This is part of a large engineering report and through plugging this into wolfram alpha I have an answer that, once computed, works perfectly for what I need. However, I am struggling to see how to go from the input to the output, if anyone could point me in the right direction I would be grateful.
$ \int \frac{1}{\sqrt{1-a+ax^2}}dx = \frac{1}{\sqrt{a}} ln(\sqrt{a}\sqrt{a(x^2 - 1) +1} +ax) $
By a suitable scaling, we can reduce this to "well-known" integrals $$ \int \dfrac{dt}{\sqrt{1-t^2}} = \arcsin(t) + C$$ or $$ \int \dfrac{dt}{\sqrt{1+t^2}} = \text{arcsinh}(t) + C = \ln\left(t + \sqrt{1+t^2}\right)+C $$ (depending on the sign of $a/(1-a)$.

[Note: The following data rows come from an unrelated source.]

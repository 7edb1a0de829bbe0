//! Cooperative cancellation shared between the async driver and blocking decode

use std::sync::atomic::{AtomicBool, Ordering};
use std::sync::Arc;

/// Cloneable cancel flag checked between aggregation batches
///
/// A child flag observes its parent: cancelling the parent stops every
/// child, while cancelling a child (e.g. on a stage timeout) leaves the
/// parent and its other children running.
#[derive(Debug, Clone, Default)]
pub struct CancelFlag {
    own: Arc<AtomicBool>,
    parent: Option<Arc<AtomicBool>>,
}

impl CancelFlag {
    pub fn new() -> Self {
        Self::default()
    }

    pub fn child(&self) -> Self {
        Self {
            own: Arc::new(AtomicBool::new(false)),
            parent: Some(Arc::clone(&self.own)),
        }
    }

    pub fn cancel(&self) {
        self.own.store(true, Ordering::Relaxed);
    }

    pub fn is_cancelled(&self) -> bool {
        self.own.load(Ordering::Relaxed)
            || self
                .parent
                .as_ref()
                .map(|p| p.load(Ordering::Relaxed))
                .unwrap_or(false)
    }
}

#[cfg(test)]
mod tests {
    use super::*;

    #[test]
    fn test_clones_share_state() {
        let flag = CancelFlag::new();
        let observer = flag.clone();

        assert!(!observer.is_cancelled());
        flag.cancel();
        assert!(observer.is_cancelled());
    }

    #[test]
    fn test_child_follows_parent_only() {
        let root = CancelFlag::new();
        let first = root.child();
        let second = root.child();

        first.cancel();
        assert!(first.is_cancelled());
        assert!(!second.is_cancelled());
        assert!(!root.is_cancelled());

        root.cancel();
        assert!(second.is_cancelled());
    }
}
//! End-of-day pipeline driver
//!
//! `PipelineEngine` runs aggregate → baselines → detection for one date;
//! `backfill` runs it across a range of weekdays.

pub mod backfill;
pub mod engine;

pub use backfill::{backfill, is_weekday, weekdays_between, BackfillSummary};
pub use engine::{BaselineOutcome, DateReport, DetectionOutcome, PipelineEngine};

If they are not well-known enough for you, try the substitution $t = \sin(\theta)$ or $t = \sinh(\theta)$ respectively.
We have the more general problem:
$$\int\frac1{\sqrt{a+bx^2}}\ dx$$
The general trick would then to factor out $\sqrt a$, and let $c^2=b/a$, assuming $a,b$ to be positive.
$$\frac1{\sqrt a}\int\frac1{\sqrt{1+(cx)^2}}\ dx$$
And now let $\tan u=cx$,
$$\frac1{c\sqrt a}\int\frac{\sec^2u}{\sqrt{1+\tan^2u}}\ du=\frac1{c\sqrt a}\int\frac{\sec^2u}{\sec u}\ du=\frac1{c\sqrt a}\int\sec u\ du$$
And that last bit may be handled with integration by parts, Google, or other nefariously popular method.
In the event that $a$ or $b$ are negative, then we simply use $\arcsin$.
$$\arcsin(x)=\int\frac1{\sqrt{1-x^2}}\ dx$$
or one may recall $\operatorname{arcsinh}$ instead of all the above:
$$\operatorname{arcsinh}(x)=\int\frac1{\sqrt{1+x^2}}\ dx$$
and then use identites to reach your form.